Treatment with IFN-β or PEG-IFN-β failed to protect against ischemic brain injury (Figure 1A), as determined from TTC- stained sections (confirmed by hematoxylin/eosin; Figure 2), and did not improve neurological scores (Figure 1B) compared with buffer-treated animals. Furthermore, although all of the animals exhibited weight reduction in the first 2 postoperative days, IFN-β–treated animals (16 μg for 3 days) weighed, on average, 45 g less than buffer-treated rats by day 7 (P≤0.032; Figure 1C).

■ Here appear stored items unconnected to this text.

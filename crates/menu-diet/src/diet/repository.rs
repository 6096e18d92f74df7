use super::domain::{
    DietInferenceRecord, DietManualOverride, DietTag, DietTagId, MenuItem, MenuItemDietOverride,
    RestaurantId,
};

/// Provider of every diet tag with its stored rule lists.
pub trait DietTagRepository: Send + Sync {
    fn diet_tags(&self) -> Result<Vec<DietTag>, RepositoryError>;
}

/// Provider of a restaurant's menu. Implementations return only active items of active
/// categories; the scorer filters again regardless.
pub trait MenuItemRepository: Send + Sync {
    fn active_menu_items(&self, restaurant: &RestaurantId)
        -> Result<Vec<MenuItem>, RepositoryError>;
}

/// Item-level overrides for the items of one restaurant, across all tags.
pub trait ItemOverrideRepository: Send + Sync {
    fn item_overrides(
        &self,
        restaurant: &RestaurantId,
    ) -> Result<Vec<MenuItemDietOverride>, RepositoryError>;
}

/// Restaurant-level overrides, at most one per tag.
pub trait ManualOverrideRepository: Send + Sync {
    fn manual_overrides(
        &self,
        restaurant: &RestaurantId,
    ) -> Result<Vec<DietManualOverride>, RepositoryError>;
}

/// Storage for inference rows, unique per (restaurant, tag, engine version).
pub trait InferenceRepository: Send + Sync {
    /// Every stored row for the restaurant at `engine_version`.
    fn inference_results(
        &self,
        restaurant: &RestaurantId,
        engine_version: &str,
    ) -> Result<Vec<DietInferenceRecord>, RepositoryError>;

    /// Run `work` as one atomic unit for the restaurant. Writes become visible only when
    /// `work` returns `Ok`; an error discards all of them.
    fn within_transaction<T, F>(
        &self,
        restaurant: &RestaurantId,
        work: F,
    ) -> Result<T, RepositoryError>
    where
        F: FnOnce(&mut dyn InferenceTransaction) -> Result<T, RepositoryError>;
}

/// Row operations available inside an atomic unit.
pub trait InferenceTransaction {
    fn find(
        &self,
        diet_tag_id: &DietTagId,
        engine_version: &str,
    ) -> Result<Option<DietInferenceRecord>, RepositoryError>;

    /// Fails with `Conflict` when a row for the same triple already exists.
    fn insert(&mut self, record: DietInferenceRecord) -> Result<(), RepositoryError>;

    /// Fails with `NotFound` when no row for the triple exists.
    fn update(&mut self, record: DietInferenceRecord) -> Result<(), RepositoryError>;
}

/// Everything the suitability service reads from or writes to.
pub trait DietStore:
    DietTagRepository
    + MenuItemRepository
    + ItemOverrideRepository
    + ManualOverrideRepository
    + InferenceRepository
{
}

impl<T> DietStore for T where
    T: DietTagRepository
        + MenuItemRepository
        + ItemOverrideRepository
        + ManualOverrideRepository
        + InferenceRepository
{
}

/// Error enumeration for repository failures.
#[derive(Debug, thiserror::Error)]
pub enum RepositoryError {
    #[error("record already exists")]
    Conflict,
    #[error("record not found")]
    NotFound,
    #[error("repository unavailable: {0}")]
    Unavailable(String),
}
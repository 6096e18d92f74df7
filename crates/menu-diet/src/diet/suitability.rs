use std::collections::HashMap;

use chrono::{DateTime, Utc};
use serde::{Deserialize, Serialize};

use super::domain::{ConfidenceLevel, DietInferenceRecord, DietManualOverride, DietTag, DietTagId};

/// Where an effective verdict came from.
#[derive(Debug, Clone, Copy, PartialEq, Eq, Serialize, Deserialize)]
#[serde(rename_all = "lowercase")]
pub enum SuitabilitySource {
    Override,
    Inference,
    None,
}

impl SuitabilitySource {
    pub const fn label(self) -> &'static str {
        match self {
            SuitabilitySource::Override => "override",
            SuitabilitySource::Inference => "inference",
            SuitabilitySource::None => "none",
        }
    }
}

/// Compact view of a stored inference row, attached to every resolved verdict it informed.
#[derive(Debug, Clone, PartialEq, Serialize, Deserialize)]
pub struct InferenceSummary {
    pub diet_tag_key: String,
    pub score: u8,
    pub confidence: ConfidenceLevel,
    pub match_ratio: f64,
    pub matched_item_count: usize,
    pub excluded_item_count: usize,
    pub total_menu_items: usize,
    pub engine_version: String,
    pub computed_at: DateTime<Utc>,
}

impl From<&DietInferenceRecord> for InferenceSummary {
    fn from(record: &DietInferenceRecord) -> Self {
        let inference = &record.inference;
        Self {
            diet_tag_key: inference.diet_tag_key.clone(),
            score: inference.score,
            confidence: inference.confidence,
            match_ratio: inference.reasons.match_ratio,
            matched_item_count: inference.matched_item_count(),
            excluded_item_count: inference.excluded_item_count(),
            total_menu_items: inference.reasons.total_menu_items,
            engine_version: record.engine_version.clone(),
            computed_at: record.computed_at,
        }
    }
}

/// Derived per (restaurant, tag) verdict. Never stored.
#[derive(Debug, Clone, PartialEq, Serialize, Deserialize)]
pub struct EffectiveSuitability {
    pub diet_tag_id: DietTagId,
    pub diet_tag_key: String,
    pub diet_tag_label: String,
    /// `None` when neither an override nor an inference exists.
    pub supported: Option<bool>,
    pub source: SuitabilitySource,
    #[serde(rename = "override")]
    pub manual_override: Option<DietManualOverride>,
    pub inference: Option<InferenceSummary>,
}

impl EffectiveSuitability {
    /// One-line rendering for operator output, e.g. `VEGAN: supported (inference, score 72 HIGH)`.
    pub fn summary(&self) -> String {
        let verdict = match self.supported {
            Some(true) => "supported",
            Some(false) => "not supported",
            None => "unknown",
        };

        let mut details = vec![self.source.label().to_string()];
        if let Some(entry) = &self.manual_override {
            details.push(format!("by {}", entry.author));
        }
        if let Some(inference) = &self.inference {
            details.push(format!(
                "score {} {}",
                inference.score,
                inference.confidence.label()
            ));
        }

        format!("{}: {} ({})", self.diet_tag_key, verdict, details.join(", "))
    }
}

/// Merge manual overrides with stored inference rows into one verdict per tag, ordered by
/// tag key. Rows from other engine versions are ignored; among rows for the same tag the
/// latest `computed_at` wins. Overrides for tags missing from `tags` are dropped.
pub fn resolve_suitability(
    tags: &[DietTag],
    overrides: &[DietManualOverride],
    records: &[DietInferenceRecord],
    engine_version: &str,
) -> Vec<EffectiveSuitability> {
    let overrides_by_tag: HashMap<&DietTagId, &DietManualOverride> = overrides
        .iter()
        .map(|entry| (&entry.diet_tag_id, entry))
        .collect();

    let mut latest: HashMap<&DietTagId, &DietInferenceRecord> = HashMap::new();
    for record in records
        .iter()
        .filter(|record| record.engine_version == engine_version)
    {
        latest
            .entry(record.diet_tag_id())
            .and_modify(|current| {
                if record.computed_at > current.computed_at {
                    *current = record;
                }
            })
            .or_insert(record);
    }

    let mut ordered: Vec<&DietTag> = tags.iter().collect();
    ordered.sort_by(|left, right| left.key.cmp(&right.key).then(left.id.cmp(&right.id)));

    ordered
        .into_iter()
        .map(|tag| {
            let manual_override = overrides_by_tag.get(&tag.id).map(|entry| (*entry).clone());
            let inference = latest.get(&tag.id).copied();

            let (supported, source) = match (&manual_override, inference) {
                (Some(entry), _) => (Some(entry.supported), SuitabilitySource::Override),
                (None, Some(record)) => (
                    Some(record.inference.score > 0 || record.inference.matched_item_count() > 0),
                    SuitabilitySource::Inference,
                ),
                (None, None) => (None, SuitabilitySource::None),
            };

            EffectiveSuitability {
                diet_tag_id: tag.id.clone(),
                diet_tag_key: tag.key.clone(),
                diet_tag_label: tag.label.clone(),
                supported,
                source,
                manual_override,
                inference: inference.map(InferenceSummary::from),
            }
        })
        .collect()
}
//! Diet suitability inference: per-tag evidence scoring over a restaurant's menu, subdiet
//! inheritance, and resolution of stored results against manual overrides.

pub mod domain;
pub mod evidence;
pub mod import;
mod inheritance;
pub mod memory;
pub mod repository;
pub mod rules;
pub mod service;
pub mod suitability;
pub mod text;

#[cfg(test)]
mod tests;

pub use domain::{
    ConfidenceLevel, DietInference, DietInferenceRecord, DietManualOverride, DietTag, DietTagId,
    Evidence, ExcludedItem, MatchKind, MatchedItem, MenuItem, MenuItemDietOverride, MenuItemId,
    RestaurantId, ScoreBreakdown,
};
pub use evidence::{EvidenceScorer, ENGINE_VERSION};
pub use import::{MenuCsvImporter, MenuImportError};
pub use inheritance::apply_subdiet_inheritance;
pub use memory::MemoryDietStore;
pub use repository::{
    DietStore, DietTagRepository, InferenceRepository, InferenceTransaction,
    ItemOverrideRepository, ManualOverrideRepository, MenuItemRepository, RepositoryError,
};
pub use rules::{DietRuleSet, RuleRegistry, SharedVocabulary};
pub use service::{DietSuitabilityService, SuitabilityServiceError};
pub use suitability::{
    resolve_suitability, EffectiveSuitability, InferenceSummary, SuitabilitySource,
};
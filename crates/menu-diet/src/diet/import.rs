use std::fs::File;
use std::io::Read;
use std::path::Path;

use serde::{Deserialize, Deserializer};
use tracing::{debug, warn};

use super::domain::{MenuItem, MenuItemId};

/// Reads provider menu exports into scorer inputs.
///
/// Expected header: `id,name,description,diet_context,category,allergens,active` with an
/// optional `category_active` column. Blank cells become `None`; missing activity flags
/// default to active. Rows without a name are skipped.
#[derive(Debug, Default, Clone, Copy)]
pub struct MenuCsvImporter;

impl MenuCsvImporter {
    pub fn new() -> Self {
        Self
    }

    pub fn import_path(&self, path: impl AsRef<Path>) -> Result<Vec<MenuItem>, MenuImportError> {
        let path = path.as_ref();
        let file = File::open(path).map_err(|source| MenuImportError::Io {
            path: path.display().to_string(),
            source,
        })?;
        self.import_reader(file)
    }

    pub fn import_reader<R: Read>(&self, reader: R) -> Result<Vec<MenuItem>, MenuImportError> {
        let mut csv_reader = csv::ReaderBuilder::new()
            .trim(csv::Trim::All)
            .flexible(true)
            .from_reader(reader);
        let mut items = Vec::new();

        for (index, record) in csv_reader.deserialize::<MenuRow>().enumerate() {
            let row = record?;
            let Some(item) = row.into_item() else {
                warn!(row = index + 1, "skipping menu row without a name");
                continue;
            };
            items.push(item);
        }

        debug!(items = items.len(), "imported menu rows");
        Ok(items)
    }
}

#[derive(Debug, Deserialize)]
struct MenuRow {
    id: String,
    #[serde(default, deserialize_with = "empty_string_as_none")]
    name: Option<String>,
    #[serde(default, deserialize_with = "empty_string_as_none")]
    description: Option<String>,
    #[serde(default, deserialize_with = "empty_string_as_none")]
    diet_context: Option<String>,
    #[serde(default, deserialize_with = "empty_string_as_none")]
    category: Option<String>,
    #[serde(default, deserialize_with = "empty_string_as_none")]
    allergens: Option<String>,
    #[serde(default, deserialize_with = "empty_string_as_none")]
    active: Option<String>,
    #[serde(default, deserialize_with = "empty_string_as_none")]
    category_active: Option<String>,
}

impl MenuRow {
    fn into_item(self) -> Option<MenuItem> {
        let name = self.name?;
        Some(MenuItem {
            id: MenuItemId(self.id),
            name,
            description: self.description,
            diet_context: self.diet_context,
            category_name: self.category,
            allergens: self.allergens,
            active: parse_active(self.active.as_deref()),
            category_active: parse_active(self.category_active.as_deref()),
        })
    }
}

fn empty_string_as_none<'de, D>(deserializer: D) -> Result<Option<String>, D::Error>
where
    D: Deserializer<'de>,
{
    let opt = Option::<String>::deserialize(deserializer)?;
    Ok(opt.filter(|value| !value.trim().is_empty()))
}

fn parse_active(value: Option<&str>) -> bool {
    match value.map(|raw| raw.trim().to_ascii_lowercase()) {
        Some(flag) => !matches!(flag.as_str(), "0" | "false" | "no" | "n" | "inactive"),
        None => true,
    }
}

/// Error raised while importing a menu export.
#[derive(Debug, thiserror::Error)]
pub enum MenuImportError {
    #[error("failed to open menu export {path}: {source}")]
    Io {
        path: String,
        #[source]
        source: std::io::Error,
    },
    #[error("failed to parse menu export: {0}")]
    Csv(#[from] csv::Error),
}
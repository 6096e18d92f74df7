use std::sync::Arc;

use chrono::Utc;
use tracing::{debug, info};

use crate::config::EngineSettings;

use super::domain::{DietInferenceRecord, RestaurantId};
use super::evidence::{EvidenceScorer, ENGINE_VERSION};
use super::repository::{DietStore, InferenceTransaction, RepositoryError};
use super::suitability::{resolve_suitability, EffectiveSuitability};

/// Service composing the evidence scorer with the store collaborators.
pub struct DietSuitabilityService<S> {
    store: Arc<S>,
    scorer: Arc<EvidenceScorer>,
    settings: EngineSettings,
}

impl<S> DietSuitabilityService<S>
where
    S: DietStore + 'static,
{
    pub fn new(store: Arc<S>, scorer: Arc<EvidenceScorer>, settings: EngineSettings) -> Self {
        Self {
            store,
            scorer,
            settings,
        }
    }

    /// Service using the built-in rule tables and default settings.
    pub fn with_builtin_rules(store: Arc<S>) -> Self {
        Self::new(
            store,
            Arc::new(EvidenceScorer::default()),
            EngineSettings::default(),
        )
    }

    pub fn scorer(&self) -> &EvidenceScorer {
        &self.scorer
    }

    /// Recompute and persist every tag's inference for the restaurant at the current engine
    /// version. All reads and scoring happen before the atomic unit opens, so a collaborator
    /// failure leaves previously stored rows untouched.
    pub fn compute_for_restaurant(
        &self,
        restaurant: &RestaurantId,
    ) -> Result<Vec<DietInferenceRecord>, SuitabilityServiceError> {
        let tags = self.store.diet_tags()?;
        let items = self.store.active_menu_items(restaurant)?;
        let item_overrides = self.store.item_overrides(restaurant)?;

        let inferences = self.scorer.infer_restaurant(
            &tags,
            &items,
            &item_overrides,
            self.settings.inherit_subdiets,
        );

        let computed_at = Utc::now();
        let records: Vec<DietInferenceRecord> = inferences
            .into_iter()
            .map(|inference| DietInferenceRecord {
                restaurant_id: restaurant.clone(),
                engine_version: ENGINE_VERSION.to_string(),
                computed_at,
                inference,
            })
            .collect();

        self.store.within_transaction(restaurant, |transaction| {
            for record in &records {
                upsert(transaction, record.clone())?;
            }
            Ok(())
        })?;

        info!(
            restaurant = %restaurant.0,
            tags = records.len(),
            items = items.len(),
            engine_version = ENGINE_VERSION,
            "stored diet inference results"
        );

        Ok(records)
    }

    /// Resolve one verdict per known tag, ordered by tag key. Manual overrides always win.
    pub fn compute_effective_suitability(
        &self,
        restaurant: &RestaurantId,
    ) -> Result<Vec<EffectiveSuitability>, SuitabilityServiceError> {
        let tags = self.store.diet_tags()?;
        let overrides = self.store.manual_overrides(restaurant)?;
        let records = self.store.inference_results(restaurant, ENGINE_VERSION)?;

        let resolved = resolve_suitability(&tags, &overrides, &records, ENGINE_VERSION);
        debug!(
            restaurant = %restaurant.0,
            overrides = overrides.len(),
            inferences = records.len(),
            "resolved effective diet suitability"
        );
        Ok(resolved)
    }
}

/// Read, then update in place or insert. An insert that races another writer and hits the
/// uniqueness constraint is retried as an update.
fn upsert(
    transaction: &mut dyn InferenceTransaction,
    record: DietInferenceRecord,
) -> Result<(), RepositoryError> {
    let existing = transaction.find(record.diet_tag_id(), &record.engine_version)?;
    if existing.is_some() {
        return transaction.update(record);
    }

    match transaction.insert(record.clone()) {
        Err(RepositoryError::Conflict) => {
            debug!(tag = %record.inference.diet_tag_key, "insert conflicted; updating instead");
            transaction.update(record)
        }
        other => other,
    }
}

/// Error raised by the suitability service.
#[derive(Debug, thiserror::Error)]
pub enum SuitabilityServiceError {
    #[error(transparent)]
    Repository(#[from] RepositoryError),
}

At 1 week, animals in the IFN-β 8-μg 3-day and IFN-β 16-μg 7-day groups also showed significant weight loss, weighing 32 and 33 g less, respectively, than buffer-treated animals (P<0.05), which was also observed in sham controls treated with 8 μg of IFN-β for 3 days (pilot study data not shown).
Results from the necropsy studies showed similar pathology on all of the IFN-β–treated animals: some mild hepatic atrophy with complete loss of glycogen stores, minimal to mild multifocal accumulations of mixed inflammatory cells, scattered apoptotic bodies, mitotic figure, and binucleate and multinucleate hepatocytes. Complete multiorgan necropsy/histopathology showed that all of other tissues examined, including kidney, were considered to be within normal limits. Complete hematology and chemistry profiles showed that IFN-β–treated animals had consistently low white blood cell counts (<10 K/μL; normal range [nr], 13.2 to 16.6), high red blood cell counts (>8.6 mol/L/μL; nr, 5.8 to 8.4), high hemoglobin values (>16.6 g/dL; nr, 13.3 to 16.1), high hematocrit (>51.8%; nr, 41.3 to 49.3), and high glucose levels (>134 mg/dL; nr, 70 to 126), whereas buffer-treated animals were within normal range. Two of 3 IFN-β–treated animals also showed a high blood urea nitrogen:creatinine ratio (>77 mg/dL; nr, 15.7 to 50). It is important to note that, despite being observed eating and drinking, animals exhibiting significant weight loss by day 3 received additional subcutaneous fluids daily.
Qualitative examination of brain tissue sections showed a very low incidence of MPO-positive cells in IFN-β–treated animals (Figure 2). Intraparenchymal Perl’s iron staining (present in hemorrhagic transformations) was similarly limited in both buffer- and IFN-β–treated animals and, when present, was restricted mostly to the entry point of the MCA, suggesting that mild mechanical damage to the occluded vessel may have occurred in some animals (data not shown).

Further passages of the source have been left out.